#### [What you should do]
Where a line of the material includes the string "This", copy that line.

#### [Dataset extract]
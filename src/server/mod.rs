//! JSON-lines front end over stdio.
//!
//! One request object per line in, one response object per line out,
//! correlated by the caller-chosen `id`. Requests run concurrently;
//! responses are written in completion order.

use anyhow::Result;
use serde::Deserialize;
use serde_json::{json, Map, Value};
use tokio::{
    io::{self, AsyncBufRead, AsyncBufReadExt, AsyncWrite, AsyncWriteExt, BufReader},
    sync::mpsc,
    task::JoinSet,
};
use tracing::{debug, info, warn};

use crate::{
    bridge::Bridge,
    error::{ToolError, ToolResult},
    tools::{Tool, ToolRequest, ALL_TOOLS},
};

#[derive(Debug, Deserialize)]
struct WireRequest {
    #[serde(default)]
    id: Value,
    #[serde(default)]
    tool: Option<String>,
    #[serde(default)]
    arguments: Map<String, Value>,
    #[serde(default)]
    timeout_secs: Option<u64>,
    #[serde(default)]
    list_tools: bool,
}

pub async fn run(bridge: Bridge) -> Result<()> {
    match bridge.test_connection().await {
        Ok(out) => info!(result = %out.text, "engine probe succeeded"),
        Err(err) => warn!(kind = err.kind().as_str(), %err, "engine probe failed"),
    }
    info!(tools = ALL_TOOLS.len(), executable = %bridge.executable().display(), "serving tool requests on stdio");

    serve(bridge, BufReader::new(io::stdin()), io::stdout()).await
}

async fn serve<R, W>(bridge: Bridge, reader: R, writer: W) -> Result<()>
where
    R: AsyncBufRead + Unpin,
    W: AsyncWrite + Unpin + Send + 'static,
{
    let (tx, mut rx) = mpsc::unbounded_channel::<String>();
    let writer_task = tokio::spawn(async move {
        let mut writer = writer;
        while let Some(line) = rx.recv().await {
            if writer.write_all(line.as_bytes()).await.is_err()
                || writer.write_all(b"\n").await.is_err()
                || writer.flush().await.is_err()
            {
                break;
            }
        }
    });

    let mut lines = reader.lines();
    let mut in_flight = JoinSet::new();
    while let Some(line) = lines.next_line().await? {
        // Reap whatever finished since the last line, so a long session
        // holds state only for requests actually in flight.
        while in_flight.try_join_next().is_some() {}

        let line = line.trim().to_string();
        if line.is_empty() {
            continue;
        }
        let request: WireRequest = match serde_json::from_str(&line) {
            Ok(req) => req,
            Err(err) => {
                let _ = tx.send(
                    failure_response(Value::Null, &ToolError::Internal(format!("malformed request: {err}")))
                        .to_string(),
                );
                continue;
            }
        };
        if request.list_tools {
            let tools: Vec<Value> = ALL_TOOLS.iter().map(|t| t.schema()).collect();
            let _ = tx.send(json!({"id": request.id, "ok": true, "tools": tools}).to_string());
            continue;
        }
        let bridge = bridge.clone();
        let tx = tx.clone();
        in_flight.spawn(async move {
            let id = request.id.clone();
            debug!(id = %id, tool = request.tool.as_deref().unwrap_or("?"), "request received");
            let result = handle(&bridge, request).await;
            let _ = tx.send(response(id, result).to_string());
        });
    }

    while in_flight.join_next().await.is_some() {}
    drop(tx);
    let _ = writer_task.await;
    Ok(())
}

async fn handle(bridge: &Bridge, request: WireRequest) -> ToolResult {
    let name = request.tool.ok_or_else(|| ToolError::Build {
        name: "tool".into(),
        reason: "request has no tool name".into(),
    })?;
    let tool: Tool = name.parse()?;
    let mut tool_request = ToolRequest::new(tool, request.arguments);
    if let Some(secs) = request.timeout_secs {
        tool_request = tool_request.with_timeout(std::time::Duration::from_secs(secs.max(1)));
    }
    bridge.dispatch(tool_request).await
}

fn response(id: Value, result: ToolResult) -> Value {
    match result {
        Ok(out) => json!({"id": id, "ok": true, "result": {"text": out.text, "raw": out.raw}}),
        Err(err) => failure_response(id, &err),
    }
}

fn failure_response(id: Value, err: &ToolError) -> Value {
    json!({
        "id": id,
        "ok": false,
        "error": {"kind": err.kind().as_str(), "message": err.to_string()},
    })
}
//! The mapped-region manager: each large allocation gets its own
//! anonymous mapping, sized exactly `header + aligned_payload`, with the
//! header written in-band at the start of the mapping itself.

use crate::align;
use crate::block::{Block, BlockStatus};
use crate::kernel;
use crate::list::SentinelList;
use log::debug;

pub struct MmapManager {
  list: SentinelList,
}

impl MmapManager {
  pub fn new() -> Self {
    Self {
      list: SentinelList::new(),
    }
  }

  pub fn list(&self) -> &SentinelList {
    &self.list
  }

  /// Maps a fresh anonymous region sized to hold `size_aligned` payload
  /// bytes plus one header, installs a MAPPED header at its start, links
  /// it onto the tail of the mapped list, and returns the payload
  /// address.
  pub fn mmap_new(&self, size_aligned: usize) -> *mut u8 {
    let header_size = align::header_size();
    let total = header_size + size_aligned;
    let addr = kernel::map_anonymous(total);
    let header = addr as *mut Block;
    unsafe {
      header.write(Block::new(BlockStatus::Mapped, size_aligned));
      self.list.push_back(header);
      debug!("mapped new region: {size_aligned} payload bytes ({total} total) at {addr:?}");
      Block::payload(header, header_size)
    }
  }

  /// Unlinks `node` from the mapped list and releases exactly the range
  /// the mapping occupies.
  ///
  /// # Safety
  /// `node` must be a live MAPPED node created by [`Self::mmap_new`].
  pub unsafe fn mmap_release(&self, node: *mut Block) {
    unsafe {
      debug_assert_eq!((*node).status, BlockStatus::Mapped);
      let header_size = align::header_size();
      let total = header_size + (*node).size;
      SentinelList::unlink(node);
      kernel::unmap(node as *mut u8, total);
      debug!("unmapped region: {total} bytes at {:?}", node as *mut u8);
    }
  }
}

#[cfg(test)]
mod tests {
  use super::*;

  #[test]
  fn mmap_new_installs_mapped_header_and_links_tail() {
    let mgr = MmapManager::new();
    let size = align::align_up(200_000);
    let payload = mgr.mmap_new(size);
    assert!(!payload.is_null());
    assert_eq!(payload as usize % align::ALIGNMENT, 0);

    unsafe {
      let header = Block::header_of(payload, align::header_size());
      assert_eq!((*header).status, BlockStatus::Mapped);
      assert_eq!((*header).size, size);
      mgr.mmap_release(header);
    }
    assert!(mgr.list().is_empty());
  }

  #[test]
  fn multiple_mappings_have_no_ordering_requirement() {
    let mgr = MmapManager::new();
    let a = mgr.mmap_new(align::align_up(150_000));
    let b = mgr.mmap_new(align::align_up(300_000));
    assert_eq!(mgr.list().iter_addresses().len(), 2);

    unsafe {
      mgr.mmap_release(Block::header_of(a, align::header_size()));
      mgr.mmap_release(Block::header_of(b, align::header_size()));
    }
    assert!(mgr.list().is_empty());
  }
}
//! # rallocator — a user-space general-purpose allocator
//!
//! This crate implements the classical allocate/free/zeroed-allocate/
//! resize quartet for a single process, routing between two backing
//! stores depending on request size:
//!
//! ```text
//!   Allocator
//!   ┌──────────────────────────────────────────────────────────────────┐
//!   │                                                                  │
//!   │   size < HEAP_POOL            size >= HEAP_POOL                  │
//!   │        │                            │                           │
//!   │        ▼                            ▼                           │
//!   │  ┌───────────────┐           ┌───────────────────┐              │
//!   │  │  heap list    │           │   mapped list      │              │
//!   │  │ (program      │           │ (one mmap() region  │              │
//!   │  │  break, grows │           │  per allocation,    │              │
//!   │  │  monotonic)   │           │  unmapped on free)  │              │
//!   │  └───────────────┘           └───────────────────┘              │
//!   │                                                                  │
//!   └──────────────────────────────────────────────────────────────────┘
//! ```
//!
//! ## Crate Structure
//!
//! ```text
//!   rallocator
//!   ├── align   - align_up(), header_size()
//!   ├── block   - Block header record, BlockStatus
//!   ├── list    - sentinel doubly-linked list primitives
//!   ├── heap    - preallocation, coalescing, best-fit, tail extension
//!   ├── mmap    - per-allocation anonymous mappings
//!   ├── kernel  - sbrk/mmap/munmap/page_size wrappers, fatal-error reporter
//!   └── primitives - Allocator: the four public primitives and routing
//! ```
//!
//! ## In-band metadata
//!
//! Every allocation, heap or mapped, is prefixed by a [`block::Block`]
//! header living immediately before the payload:
//!
//! ```text
//!   Single Allocation:
//!   ┌────────────────────────┬─────────────────────────────────┐
//!   │       Block Header     │           User Data             │
//!   │  ┌───────────────────┐ │                                 │
//!   │  │ status: Allocated │ │  ┌───────────────────────────┐  │
//!   │  │ size:   N         │ │  │                           │  │
//!   │  │ prev / next       │ │  │      N bytes usable       │  │
//!   │  └───────────────────┘ │  │                           │  │
//!   │                        │  └───────────────────────────┘  │
//!   └────────────────────────┴─────────────────────────────────┘
//!                            ▲
//!                            └── Pointer returned to the caller
//! ```
//!
//! Given a payload pointer, the owning header is found by subtracting the
//! (aligned) header size — no out-of-band map is kept.
//!
//! ## Quick Start
//!
//! ```rust,no_run
//! use rallocator::Allocator;
//!
//! let allocator = Allocator::new();
//!
//! let p = allocator.allocate(64);
//! assert!(!p.is_null());
//! unsafe { p.write(42) };
//!
//! let p = allocator.resize(p, 4096);
//! allocator.free(p);
//! ```
//!
//! ## Limitations
//!
//! - **Single-threaded only**: every field is reached through raw
//!   pointers with no synchronization; see [`Allocator`]'s docs.
//! - **Heap never shrinks**: the program break only ever moves forward;
//!   large transient allocations should go through the mapped path
//!   instead (automatic once their aligned size reaches `heap_pool`).
//! - **POSIX-like targets only**: built on `sbrk`/`mmap` via `libc`.
//!
//! ## Safety
//!
//! This crate is inherently unsafe as it deals with raw memory
//! management. The four public primitives on [`Allocator`] are
//! safe to *call*, but every byte they hand back or accept is raw,
//! unmanaged memory — the usual pointer-validity obligations apply to
//! whatever the caller does with it.

pub mod align;
pub mod block;
pub mod heap;
pub mod kernel;
mod list;
pub mod mmap;
mod primitives;

pub use crate::block::BlockStatus;
pub use crate::primitives::{Allocator, AllocatorConfig};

#### [Result of the task]
//! This crate implements the classical allocate/free/zeroed-allocate/
//! This crate is inherently unsafe as it deals with raw memory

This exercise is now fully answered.